The report highlighted the strength and challenges each region faced and the opportunities they had to further contribute to economic growth, he said.

It was a tool to support planning at all levels and the minister expected it to encourage public debate about how each region could be more successful.

The report included for the first time the official measure of regional gross domestic product, more comprehensive figures on employment incomes and new sections on population and economic development.

Mr Joyce said the Government was working on a series of more in-depth studies on the East Coast, Northland, Manawatu-Wanganui and the Bay of Plenty regions.

''Nothing creates jobs and boosts incomes better than business growth and investment. For New Zealand to build a more productive and competitive economy, we need all of our regions to achieve to their potential.''

Each region had advantages which it could build upon and diversify from, Mr Joyce said.

The Otago region contributed 4.3% of national GDP, provided 5% of national employment and was home to 4.8% of the population, the report showed.
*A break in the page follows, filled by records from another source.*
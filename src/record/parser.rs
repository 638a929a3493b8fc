use crate::payload::RawLogEvent;
use crate::record::{CorrelationKey, FieldValue, ParsedLogRecord, RecordKind};
use std::collections::BTreeMap;
use thiserror::Error;

#[derive(Debug, Error)]
pub enum ParseError {
    #[error("unrecognized log type token '{0}'")]
    UnknownKind(String),

    #[error("log message is empty")]
    EmptyMessage,

    #[error("segment '{0}' does not match the 'key: value' shape")]
    MalformedSegment(String),

    #[error("field '{key}' has no leading numeric token in '{value}'")]
    NumericCoercion { key: String, value: String },

    #[error("event id '{0}' does not carry an 11-digit correlation prefix")]
    BadEventId(String),
}

/// Coercion rule applied to a field's raw value, keyed by normalized
/// field name.
#[derive(Debug, Clone, Copy, PartialEq, Eq)]
enum Coercion {
    Text,
    Integer,
    Float,
    LinkList,
}

fn coercion_for(key: &str) -> Coercion {
    match key {
        "Duration" | "BilledDuration" | "MemorySize" | "MaxMemoryUsed" => Coercion::Float,
        "ItemCount" => Coercion::Integer,
        "ItemLinks" => Coercion::LinkList,
        _ => Coercion::Text,
    }
}

/// Parse one raw log event into a typed partial record.
///
/// The message's first token classifies it as an Invocation (`LOGS`) or
/// Report (`REPORT`) record; the rest is tab-separated `Key: value`
/// segments. Keys are normalized by removing embedded spaces, so the
/// runtime's `Billed Duration` and `Max Memory Used` spellings land on
/// the same fields as their compact forms.
pub fn parse_event(event: &RawLogEvent) -> Result<ParsedLogRecord, ParseError> {
    let key = CorrelationKey::from_event_id(&event.id)?;

    let message = event.message.trim_end();
    let mut segments = message.split('\t');

    let first = segments.next().filter(|s| !s.is_empty()).ok_or(ParseError::EmptyMessage)?;

    let token = first.split(' ').next().unwrap_or_default();
    let kind = RecordKind::from_token(token).ok_or_else(|| ParseError::UnknownKind(token.to_string()))?;

    let mut fields = BTreeMap::new();
    fields.insert("id".to_string(), FieldValue::Text(key.as_str().to_string()));
    fields.insert("timestamp".to_string(), FieldValue::Int(event.timestamp));

    // The classification prefix ("LOGS " / "REPORT ") is part of the first
    // segment; the remainder of that segment is an ordinary key: value pair.
    let first_rest = first[token.len()..].trim_start();
    let pairs = std::iter::once(first_rest).chain(segments).filter(|s| !s.is_empty());

    for segment in pairs {
        let (raw_key, raw_value) = segment
            .split_once(": ")
            .ok_or_else(|| ParseError::MalformedSegment(segment.to_string()))?;
        let field_key = raw_key.replace(' ', "");

        let value = coerce_value(&field_key, raw_value)?;
        fields.insert(field_key, value);
    }

    Ok(ParsedLogRecord {
        kind,
        key,
        timestamp: event.timestamp,
        fields,
    })
}

fn coerce_value(key: &str, raw: &str) -> Result<FieldValue, ParseError> {
    match coercion_for(key) {
        Coercion::Text => Ok(FieldValue::Text(raw.to_string())),
        Coercion::Integer => leading_numeric_token(key, raw)?
            .parse::<i64>()
            .map(FieldValue::Int)
            .map_err(|_| numeric_error(key, raw)),
        Coercion::Float => leading_numeric_token(key, raw)?
            .parse::<f64>()
            .map(FieldValue::Float)
            .map_err(|_| numeric_error(key, raw)),
        Coercion::LinkList => Ok(FieldValue::TextList(parse_link_list(raw))),
    }
}

/// The first whitespace-delimited token of the raw value. Units trailing
/// the number (`ms`, `MB`) are dropped by taking only this token.
fn leading_numeric_token<'a>(key: &str, raw: &'a str) -> Result<&'a str, ParseError> {
    raw.split_whitespace().next().ok_or_else(|| numeric_error(key, raw))
}

fn numeric_error(key: &str, raw: &str) -> ParseError {
    ParseError::NumericCoercion {
        key: key.to_string(),
        value: raw.to_string(),
    }
}

/// Reconstruct the quote-delimited pseudo-list emitted for `ItemLinks`
/// into an actual ordered list of strings.
///
/// The raw form is `"a","b","c"`: splitting on the quote character leaves
/// the links interleaved with empty tokens and bare separators, both of
/// which are discarded.
fn parse_link_list(raw: &str) -> Vec<String> {
    raw.split('"')
        .filter(|token| {
            let stripped = token.trim();
            !stripped.is_empty() && stripped != ","
        })
        .map(|token| token.to_string())
        .collect()
}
From 2007 to 2013, Otago's GDP increased by 25.6%, slightly above the national movement. However, it was likely economic growth was unevenly distributed across the region.

In the past 10 years, population growth in Queenstown Lakes and Central Otago had been among the highest in New Zealand.

Population growth in the rest of the region, including Dunedin city, which made up half of the region's population, had been slower.

In the past five years, the region had experienced the second-highest positive net migration in the country, with a high proportion of migrants from Southland and Canterbury.

The report said Otago had a significant comparative advantage (or concentration above the national average) in sheep, beef cattle and grain farming, with activity primarily concentrated in Waitaki and Clutha, and a growing specialisation in dairy farming.

Central Otago had strengths in stone and pip fruit, grape growing and wine production. International tourism, concentrated in Queenstown Lakes, generated a high share of regional GDP and had shown solid growth over the past five years.

Professional, scientific and technical services experienced a 4% average annual employment growth over the past decade, while education and training employment grew 2.3% over the same period, reflecting Dunedin's strong tertiary education and research role.

The region's people had high levels of education attainment and skills. The region also enjoyed a below-average unemployment rate.

The region's average household income and GDP per capita sat below the national average.

The report said that was partially driven by the region's high share of tertiary students and seasonal workers earning part-time wages.

Otago could generate higher returns in its tourist sector through greater product and market segmentation with the aim of generating greater tourist expenditure per night.

Improved broadband access was expected to support education and facilitate business growth, including tourism in rural areas.

New irrigation schemes should increase the capacity for high-value primary production in rural Otago.

Dunedin could continue to develop high-value niches within health technologies and biotechnology, food processing, manufacturing, engineering, ICT and education.